_DATA_
%%

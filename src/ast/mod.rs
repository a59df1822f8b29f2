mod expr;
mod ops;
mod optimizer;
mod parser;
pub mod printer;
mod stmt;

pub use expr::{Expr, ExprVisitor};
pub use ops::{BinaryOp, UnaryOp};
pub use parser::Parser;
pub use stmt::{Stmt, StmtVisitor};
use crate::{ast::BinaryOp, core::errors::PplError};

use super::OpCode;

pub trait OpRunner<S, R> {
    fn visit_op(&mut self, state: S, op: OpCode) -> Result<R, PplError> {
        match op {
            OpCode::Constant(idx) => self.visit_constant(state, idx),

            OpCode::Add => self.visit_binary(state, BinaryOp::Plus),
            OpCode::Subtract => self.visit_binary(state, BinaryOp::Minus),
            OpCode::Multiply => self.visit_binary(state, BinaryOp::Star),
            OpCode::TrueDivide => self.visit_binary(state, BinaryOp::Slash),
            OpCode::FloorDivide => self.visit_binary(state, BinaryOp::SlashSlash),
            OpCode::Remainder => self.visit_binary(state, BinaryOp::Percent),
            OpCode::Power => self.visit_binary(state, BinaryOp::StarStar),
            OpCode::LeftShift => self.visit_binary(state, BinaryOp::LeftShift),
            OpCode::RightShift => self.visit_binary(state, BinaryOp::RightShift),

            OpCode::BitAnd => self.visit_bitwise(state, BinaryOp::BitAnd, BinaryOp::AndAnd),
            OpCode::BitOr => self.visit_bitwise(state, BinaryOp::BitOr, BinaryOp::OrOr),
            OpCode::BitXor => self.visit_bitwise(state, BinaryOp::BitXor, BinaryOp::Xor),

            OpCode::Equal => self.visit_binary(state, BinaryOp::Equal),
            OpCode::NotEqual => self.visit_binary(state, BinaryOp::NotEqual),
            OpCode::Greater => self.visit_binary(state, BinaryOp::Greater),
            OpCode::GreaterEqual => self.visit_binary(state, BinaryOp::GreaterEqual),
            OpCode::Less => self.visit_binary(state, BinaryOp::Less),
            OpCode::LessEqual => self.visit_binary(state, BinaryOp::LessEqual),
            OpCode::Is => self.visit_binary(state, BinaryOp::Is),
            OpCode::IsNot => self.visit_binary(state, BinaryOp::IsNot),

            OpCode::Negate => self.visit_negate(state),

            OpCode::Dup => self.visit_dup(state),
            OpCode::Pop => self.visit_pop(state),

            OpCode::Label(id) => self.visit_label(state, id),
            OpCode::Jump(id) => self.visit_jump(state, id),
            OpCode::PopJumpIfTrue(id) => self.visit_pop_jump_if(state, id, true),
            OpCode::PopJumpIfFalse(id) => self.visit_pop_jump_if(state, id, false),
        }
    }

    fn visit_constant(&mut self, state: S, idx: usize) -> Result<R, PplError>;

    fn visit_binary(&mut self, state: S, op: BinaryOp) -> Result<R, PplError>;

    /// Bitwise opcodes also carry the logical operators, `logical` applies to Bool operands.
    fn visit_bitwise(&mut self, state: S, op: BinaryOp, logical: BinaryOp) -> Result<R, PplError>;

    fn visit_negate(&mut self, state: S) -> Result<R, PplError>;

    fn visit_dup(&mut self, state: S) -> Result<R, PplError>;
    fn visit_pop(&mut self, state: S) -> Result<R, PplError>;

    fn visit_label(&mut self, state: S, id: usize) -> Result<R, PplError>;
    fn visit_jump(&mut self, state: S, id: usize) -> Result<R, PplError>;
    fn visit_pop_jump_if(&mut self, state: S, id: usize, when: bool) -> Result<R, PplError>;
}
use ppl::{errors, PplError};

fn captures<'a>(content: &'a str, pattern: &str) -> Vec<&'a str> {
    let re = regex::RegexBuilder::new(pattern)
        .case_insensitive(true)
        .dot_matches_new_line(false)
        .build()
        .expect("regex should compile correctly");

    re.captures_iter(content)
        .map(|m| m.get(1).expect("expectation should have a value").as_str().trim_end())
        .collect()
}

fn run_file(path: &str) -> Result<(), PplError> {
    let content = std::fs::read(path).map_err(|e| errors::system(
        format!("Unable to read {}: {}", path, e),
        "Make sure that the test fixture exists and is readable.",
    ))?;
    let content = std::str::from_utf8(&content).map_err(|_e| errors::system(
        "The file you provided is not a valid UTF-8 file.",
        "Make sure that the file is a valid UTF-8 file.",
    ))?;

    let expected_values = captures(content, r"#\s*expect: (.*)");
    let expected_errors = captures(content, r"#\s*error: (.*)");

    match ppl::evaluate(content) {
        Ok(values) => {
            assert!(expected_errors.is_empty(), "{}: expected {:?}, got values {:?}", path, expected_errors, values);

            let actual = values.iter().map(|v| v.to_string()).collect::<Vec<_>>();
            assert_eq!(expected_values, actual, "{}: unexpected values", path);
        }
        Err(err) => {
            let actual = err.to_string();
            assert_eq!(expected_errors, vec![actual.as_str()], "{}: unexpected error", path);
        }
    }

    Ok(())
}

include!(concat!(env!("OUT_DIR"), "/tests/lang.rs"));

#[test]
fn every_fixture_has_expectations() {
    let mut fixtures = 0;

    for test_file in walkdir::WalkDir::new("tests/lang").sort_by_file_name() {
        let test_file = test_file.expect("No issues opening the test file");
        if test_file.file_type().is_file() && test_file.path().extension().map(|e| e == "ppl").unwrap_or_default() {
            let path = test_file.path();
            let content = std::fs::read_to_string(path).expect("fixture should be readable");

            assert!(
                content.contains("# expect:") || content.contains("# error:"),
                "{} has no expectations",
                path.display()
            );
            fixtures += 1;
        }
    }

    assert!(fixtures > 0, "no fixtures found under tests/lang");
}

%%

_PROBLEM DETAILS_
State how many lines above contain the string "unexpected", with no other words.

_RESPONSE TO THE TASK_
2